(Source records)
*** Block opens ***

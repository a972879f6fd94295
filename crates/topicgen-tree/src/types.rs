//! Topic data types.

use serde::{Deserialize, Serialize};

/// Index of a node inside a [`crate::TopicTree`].
#[derive(Debug, Clone, Copy, PartialEq, Eq, Hash, PartialOrd, Ord, Serialize, Deserialize)]
pub struct NodeId(pub(crate) usize);

impl NodeId {
    /// Raw arena index.
    pub fn index(&self) -> usize {
        self.0
    }
}

impl std::fmt::Display for NodeId {
    fn fmt(&self, f: &mut std::fmt::Formatter<'_>) -> std::fmt::Result {
        write!(f, "#{}", self.0)
    }
}

/// A topic in the hierarchy.
#[derive(Debug, Clone, Serialize, Deserialize)]
pub struct TopicNode {
    /// Depth; 0 for the root sentinel, 1 for top-level topics
    pub level: u32,
    /// Short label as first observed
    pub name: String,
    /// Free-text description as first observed
    pub description: String,
    /// Number of times the topic was observed (0 for unconfirmed seeds)
    pub count: u32,
    /// Children in insertion order
    pub children: Vec<NodeId>,
    /// Parent node; `None` only for the root
    pub parent: Option<NodeId>,
}

impl TopicNode {
    pub(crate) fn new(
        level: u32,
        name: String,
        description: String,
        count: u32,
        parent: Option<NodeId>,
    ) -> Self {
        Self {
            level,
            name,
            description,
            count,
            children: Vec::new(),
            parent,
        }
    }

    /// Whether this node is the root sentinel.
    pub fn is_root(&self) -> bool {
        self.parent.is_none()
    }

    /// Whether `name` refers to this topic under the normalized-name rule.
    pub fn matches_name(&self, name: &str) -> bool {
        normalize_name(&self.name) == normalize_name(name)
    }
}

/// A topic extracted from one model response, before it is merged.
#[derive(Debug, Clone, PartialEq, Eq, Serialize, Deserialize)]
pub struct CandidateTopic {
    pub level: u32,
    pub name: String,
    pub description: String,
}

impl CandidateTopic {
    pub fn new(level: u32, name: impl Into<String>, description: impl Into<String>) -> Self {
        Self {
            level,
            name: name.into(),
            description: description.into(),
        }
    }
}

impl std::fmt::Display for CandidateTopic {
    fn fmt(&self, f: &mut std::fmt::Formatter<'_>) -> std::fmt::Result {
        write!(f, "[{}] {}: {}", self.level, self.name, self.description)
    }
}

/// Normalize a topic name for duplicate comparison.
///
/// Trims, collapses internal whitespace runs to one space and lower-cases.
pub fn normalize_name(name: &str) -> String {
    name.split_whitespace()
        .collect::<Vec<_>>()
        .join(" ")
        .to_lowercase()
}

*** Block closes ***

> _DIRECTIONS FOR THIS TASK_: Lines above that have "Option": copy each of them.

> _TASK RESULT_:
    pub parent: Option<NodeId>,
        parent: Option<NodeId>,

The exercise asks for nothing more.